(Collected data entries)
- - - - - - -

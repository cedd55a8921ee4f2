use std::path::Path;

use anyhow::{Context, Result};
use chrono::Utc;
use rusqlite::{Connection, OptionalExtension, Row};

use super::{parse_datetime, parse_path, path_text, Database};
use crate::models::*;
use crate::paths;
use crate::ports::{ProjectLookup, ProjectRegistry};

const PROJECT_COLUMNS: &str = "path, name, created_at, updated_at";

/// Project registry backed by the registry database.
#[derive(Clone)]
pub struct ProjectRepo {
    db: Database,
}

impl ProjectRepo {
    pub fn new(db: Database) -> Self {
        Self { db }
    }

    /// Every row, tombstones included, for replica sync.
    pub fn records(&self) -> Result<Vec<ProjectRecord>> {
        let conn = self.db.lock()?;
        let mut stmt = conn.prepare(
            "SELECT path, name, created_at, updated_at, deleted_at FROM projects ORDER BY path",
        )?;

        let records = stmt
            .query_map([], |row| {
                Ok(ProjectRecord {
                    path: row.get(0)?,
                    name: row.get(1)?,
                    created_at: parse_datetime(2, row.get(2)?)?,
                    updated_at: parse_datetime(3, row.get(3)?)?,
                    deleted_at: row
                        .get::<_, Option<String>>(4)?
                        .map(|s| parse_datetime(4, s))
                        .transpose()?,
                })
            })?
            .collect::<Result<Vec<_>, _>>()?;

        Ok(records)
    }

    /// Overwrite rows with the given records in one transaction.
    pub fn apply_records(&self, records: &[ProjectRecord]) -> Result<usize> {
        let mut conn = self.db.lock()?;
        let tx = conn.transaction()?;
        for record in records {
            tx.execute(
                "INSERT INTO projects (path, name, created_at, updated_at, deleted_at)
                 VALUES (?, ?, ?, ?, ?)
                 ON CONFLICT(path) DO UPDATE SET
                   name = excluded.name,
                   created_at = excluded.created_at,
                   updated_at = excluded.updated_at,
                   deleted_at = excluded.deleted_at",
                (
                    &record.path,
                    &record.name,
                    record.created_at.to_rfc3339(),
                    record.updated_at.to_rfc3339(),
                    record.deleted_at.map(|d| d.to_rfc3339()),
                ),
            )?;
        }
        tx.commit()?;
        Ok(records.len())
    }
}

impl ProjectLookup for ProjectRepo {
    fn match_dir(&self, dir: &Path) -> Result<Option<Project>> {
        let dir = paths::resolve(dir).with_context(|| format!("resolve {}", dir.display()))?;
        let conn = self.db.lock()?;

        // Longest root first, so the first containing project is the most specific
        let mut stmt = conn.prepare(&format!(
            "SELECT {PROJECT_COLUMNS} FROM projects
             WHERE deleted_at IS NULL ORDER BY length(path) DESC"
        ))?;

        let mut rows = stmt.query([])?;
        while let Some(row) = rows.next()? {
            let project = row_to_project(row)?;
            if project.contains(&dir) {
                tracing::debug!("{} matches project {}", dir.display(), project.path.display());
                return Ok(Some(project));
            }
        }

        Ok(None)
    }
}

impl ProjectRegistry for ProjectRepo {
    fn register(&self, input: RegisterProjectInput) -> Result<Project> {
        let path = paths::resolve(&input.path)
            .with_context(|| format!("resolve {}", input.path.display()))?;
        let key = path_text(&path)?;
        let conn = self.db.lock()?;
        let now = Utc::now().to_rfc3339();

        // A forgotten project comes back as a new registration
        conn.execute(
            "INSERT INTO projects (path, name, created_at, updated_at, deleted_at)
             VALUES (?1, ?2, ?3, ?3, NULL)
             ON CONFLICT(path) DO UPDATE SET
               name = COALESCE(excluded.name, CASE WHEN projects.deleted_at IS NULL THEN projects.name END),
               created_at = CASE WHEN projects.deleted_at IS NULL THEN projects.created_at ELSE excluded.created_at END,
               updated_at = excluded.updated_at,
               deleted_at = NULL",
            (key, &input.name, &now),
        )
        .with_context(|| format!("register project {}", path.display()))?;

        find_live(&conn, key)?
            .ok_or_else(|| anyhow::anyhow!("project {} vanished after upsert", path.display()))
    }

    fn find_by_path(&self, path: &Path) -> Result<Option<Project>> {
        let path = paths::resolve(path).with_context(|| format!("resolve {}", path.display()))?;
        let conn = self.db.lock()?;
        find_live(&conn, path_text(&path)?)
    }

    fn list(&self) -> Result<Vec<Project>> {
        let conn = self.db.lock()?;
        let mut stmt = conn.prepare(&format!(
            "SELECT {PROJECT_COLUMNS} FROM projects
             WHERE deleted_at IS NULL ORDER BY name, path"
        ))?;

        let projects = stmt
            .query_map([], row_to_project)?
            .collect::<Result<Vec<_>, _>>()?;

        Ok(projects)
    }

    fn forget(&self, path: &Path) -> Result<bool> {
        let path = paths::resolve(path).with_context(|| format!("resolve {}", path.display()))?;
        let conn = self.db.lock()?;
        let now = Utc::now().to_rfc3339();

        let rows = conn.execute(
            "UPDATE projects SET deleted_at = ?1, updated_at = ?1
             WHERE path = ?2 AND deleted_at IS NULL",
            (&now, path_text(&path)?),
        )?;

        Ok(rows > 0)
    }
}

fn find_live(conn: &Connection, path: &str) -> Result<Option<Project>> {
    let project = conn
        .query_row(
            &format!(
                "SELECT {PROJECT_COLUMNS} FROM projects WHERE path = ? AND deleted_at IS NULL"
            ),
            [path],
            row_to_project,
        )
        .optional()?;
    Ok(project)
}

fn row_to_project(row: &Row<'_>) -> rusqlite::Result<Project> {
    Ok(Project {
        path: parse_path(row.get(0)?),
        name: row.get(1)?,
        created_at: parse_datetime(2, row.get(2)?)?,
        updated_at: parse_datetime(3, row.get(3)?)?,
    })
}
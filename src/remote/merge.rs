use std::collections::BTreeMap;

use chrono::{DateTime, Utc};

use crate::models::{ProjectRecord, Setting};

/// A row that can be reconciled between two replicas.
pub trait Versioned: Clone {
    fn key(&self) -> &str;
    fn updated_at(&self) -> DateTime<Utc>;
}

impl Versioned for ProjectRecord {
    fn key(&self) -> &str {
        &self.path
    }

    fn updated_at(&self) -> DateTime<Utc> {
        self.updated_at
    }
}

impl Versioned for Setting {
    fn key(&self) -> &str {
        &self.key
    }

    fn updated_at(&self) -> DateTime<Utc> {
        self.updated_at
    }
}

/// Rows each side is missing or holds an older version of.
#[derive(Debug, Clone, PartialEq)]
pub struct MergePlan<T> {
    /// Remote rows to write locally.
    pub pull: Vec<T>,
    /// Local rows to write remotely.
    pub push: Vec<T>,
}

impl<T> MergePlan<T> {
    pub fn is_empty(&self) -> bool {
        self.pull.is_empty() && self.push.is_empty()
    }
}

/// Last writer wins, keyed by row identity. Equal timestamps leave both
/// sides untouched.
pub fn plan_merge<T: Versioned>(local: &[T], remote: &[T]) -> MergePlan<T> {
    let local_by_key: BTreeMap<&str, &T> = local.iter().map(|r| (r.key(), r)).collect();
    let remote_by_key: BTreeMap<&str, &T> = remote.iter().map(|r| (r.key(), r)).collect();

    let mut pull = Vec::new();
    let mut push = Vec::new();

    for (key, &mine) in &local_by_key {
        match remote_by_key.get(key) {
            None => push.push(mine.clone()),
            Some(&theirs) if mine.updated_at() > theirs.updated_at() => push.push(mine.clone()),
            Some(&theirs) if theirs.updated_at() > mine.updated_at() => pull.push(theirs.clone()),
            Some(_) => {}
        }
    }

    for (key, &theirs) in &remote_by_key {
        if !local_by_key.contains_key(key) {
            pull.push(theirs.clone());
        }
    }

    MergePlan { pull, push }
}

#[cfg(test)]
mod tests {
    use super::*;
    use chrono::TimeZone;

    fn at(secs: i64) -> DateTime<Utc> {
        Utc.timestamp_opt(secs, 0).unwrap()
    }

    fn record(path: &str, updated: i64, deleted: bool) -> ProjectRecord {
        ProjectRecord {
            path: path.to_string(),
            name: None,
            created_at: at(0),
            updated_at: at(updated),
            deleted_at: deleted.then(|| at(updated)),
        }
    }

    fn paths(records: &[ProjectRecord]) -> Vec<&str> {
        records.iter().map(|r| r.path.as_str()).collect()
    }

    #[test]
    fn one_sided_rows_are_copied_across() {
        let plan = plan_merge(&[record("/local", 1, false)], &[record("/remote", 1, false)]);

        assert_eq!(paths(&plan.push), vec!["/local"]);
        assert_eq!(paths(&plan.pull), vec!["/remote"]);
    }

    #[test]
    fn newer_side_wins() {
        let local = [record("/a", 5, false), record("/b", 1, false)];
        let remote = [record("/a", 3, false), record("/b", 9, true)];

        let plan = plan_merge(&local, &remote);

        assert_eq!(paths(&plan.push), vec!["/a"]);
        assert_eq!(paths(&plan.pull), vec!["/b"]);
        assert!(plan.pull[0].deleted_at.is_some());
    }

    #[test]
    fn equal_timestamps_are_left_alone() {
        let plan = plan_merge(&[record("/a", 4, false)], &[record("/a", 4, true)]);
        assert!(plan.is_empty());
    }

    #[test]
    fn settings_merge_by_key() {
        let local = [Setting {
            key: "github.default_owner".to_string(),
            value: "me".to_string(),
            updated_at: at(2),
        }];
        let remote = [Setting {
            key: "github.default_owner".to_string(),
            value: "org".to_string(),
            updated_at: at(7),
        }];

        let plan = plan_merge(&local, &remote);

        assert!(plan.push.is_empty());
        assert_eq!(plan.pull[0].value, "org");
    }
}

- - - - - - -

» **TASK DIRECTIONS**: Your reply is to repeat, unchanged, the lines above running from the one with "timestamps leave both" up to and including the one with "for (key, &mine)".

» **REPLY TO THE TASK**:
/// Last writer wins, keyed by row identity. Equal timestamps leave both
/// sides untouched.
pub fn plan_merge<T: Versioned>(local: &[T], remote: &[T]) -> MergePlan<T> {
    let local_by_key: BTreeMap<&str, &T> = local.iter().map(|r| (r.key(), r)).collect();
    let remote_by_key: BTreeMap<&str, &T> = remote.iter().map(|r| (r.key(), r)).collect();

    let mut pull = Vec::new();
    let mut push = Vec::new();

    for (key, &mine) in &local_by_key {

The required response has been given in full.